During the Rio 2016 Olympics, Rita (Roberta Alonso), Dri (Thalita Carauta), Maria Lúcia (Fernanda de Freitas) and Jaciara (Cintia Rosa) give their all in the grand final of the women’s 4 × 100 relay, however, a discontent brings down the bat. Four years have passed and the bitter sadness of this final still remains with these athletes, however, the preparation for the new games has to be done, and coach Victor (Augusto Madeira) is expected to list who will represent Brazil in Tokyo. In the name of the dream gold medal, Rita, Dri, Maria Lúcia and Jaciara will have to devote themselves fully, especially after the arrival of the newcomer Sofia (Priscila Steinman).
At the start of the film, we are greeted with a message explaining to the viewer that the film was produced in 2019 with the intention of having a release in 2020, when the Olympics would initially be. Of course, we all know that, but going forward, it’s important that those who come after us know the impact the pandemic has had on film production and distribution around the world – and that sets a tone. sad to our contemporary little hearts in these times.
The screenplay, composed by six people – LG Bayão, Carlos Cortez, Mauro Lima, Caroline Fioratti, Juliana Soares and Tomas Portella – focuses the exhibition on the protagonist Dri (very well played by Thalita Carauta) to approach a universe little known to the general audience, especially when it comes to Brazilian athletes.

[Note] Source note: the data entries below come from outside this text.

//! Shared expense handlers.

use axum::{
    extract::{Path, State},
    http::StatusCode,
    Json,
};
use serde::{Deserialize, Serialize};

use crate::application::ExpenseInfo;
use crate::domain::{deserialize_amount, format_cents, Cents, ExpenseId, PlayerId};

use super::{error_response, ApiResult, AppState};

#[derive(Debug, Serialize)]
#[serde(rename_all = "camelCase")]
pub struct ExpenseResponse {
    pub id: ExpenseId,
    pub amount: String,
    pub payer_id: PlayerId,
    pub payer_name: String,
    pub consumer_ids: Vec<PlayerId>,
    pub consumer_names: Vec<String>,
    pub share: String,
    pub description: Option<String>,
}

impl From<ExpenseInfo> for ExpenseResponse {
    fn from(info: ExpenseInfo) -> Self {
        Self {
            id: info.expense.id,
            amount: format_cents(info.expense.amount_cents),
            payer_id: info.expense.payer,
            payer_name: info.payer_name,
            consumer_ids: info.expense.consumers,
            consumer_names: info.consumer_names,
            share: format_cents(info.share_cents),
            description: info.expense.description,
        }
    }
}

#[derive(Debug, Deserialize)]
#[serde(rename_all = "camelCase")]
pub struct CreateExpenseRequest {
    #[serde(deserialize_with = "deserialize_amount")]
    pub amount: Cents,
    pub payer_id: PlayerId,
    pub consumer_ids: Vec<PlayerId>,
    pub description: Option<String>,
}

pub async fn list_expenses(
    State(state): State<AppState>,
) -> ApiResult<Json<Vec<ExpenseResponse>>> {
    let expenses = state
        .service
        .list_expenses()
        .await
        .map_err(error_response)?;
    Ok(Json(expenses.into_iter().map(Into::into).collect()))
}

pub async fn create_expense(
    State(state): State<AppState>,
    Json(request): Json<CreateExpenseRequest>,
) -> ApiResult<(StatusCode, Json<ExpenseResponse>)> {
    let info = state
        .service
        .add_expense(
            request.amount,
            request.payer_id,
            &request.consumer_ids,
            request.description,
        )
        .await
        .map_err(error_response)?;
    Ok((StatusCode::CREATED, Json(info.into())))
}

pub async fn delete_expense(
    State(state): State<AppState>,
    Path(id): Path<ExpenseId>,
) -> ApiResult<StatusCode> {
    state
        .service
        .delete_expense(id)
        .await
        .map_err(error_response)?;
    Ok(StatusCode::NO_CONTENT)
}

When we are inserted behind the scenes of the preparation for the big competitions, we are faced with a reality which is not at all romantic, but harsh, without sponsorship, full of intrigue, challenges and a lot, a lot of dedication. Those who see the results don’t see the sacrifices.
In trying to build a broad view of the category, Tomas Portella’s film ends up opening up a wider range than he can envision, so some elements remain unclear in the plot, such as the question of doping ( the result of which is not even shown in the movie) or the lesbian affection that can eventually happen in female athletes. Sometimes it’s better not to put all the topics in a movie if you don’t develop them with dedication, as you might confuse the viewer for nothing.
We Brazilians have seen many, many Nordic sports films chasing their dreams, even when these sports are not part of our reality. We saw ice skaters and cheerleaders and even Jamaican sled competitions! So why not a film about Brazilian athletes in the 4 × 100 relay? Therefore, ‘4 × 100: Correndo por um Sonho’ is a very honest film about the reality of Brazilian athletes and pays a beautiful tribute to these warrior women of sport.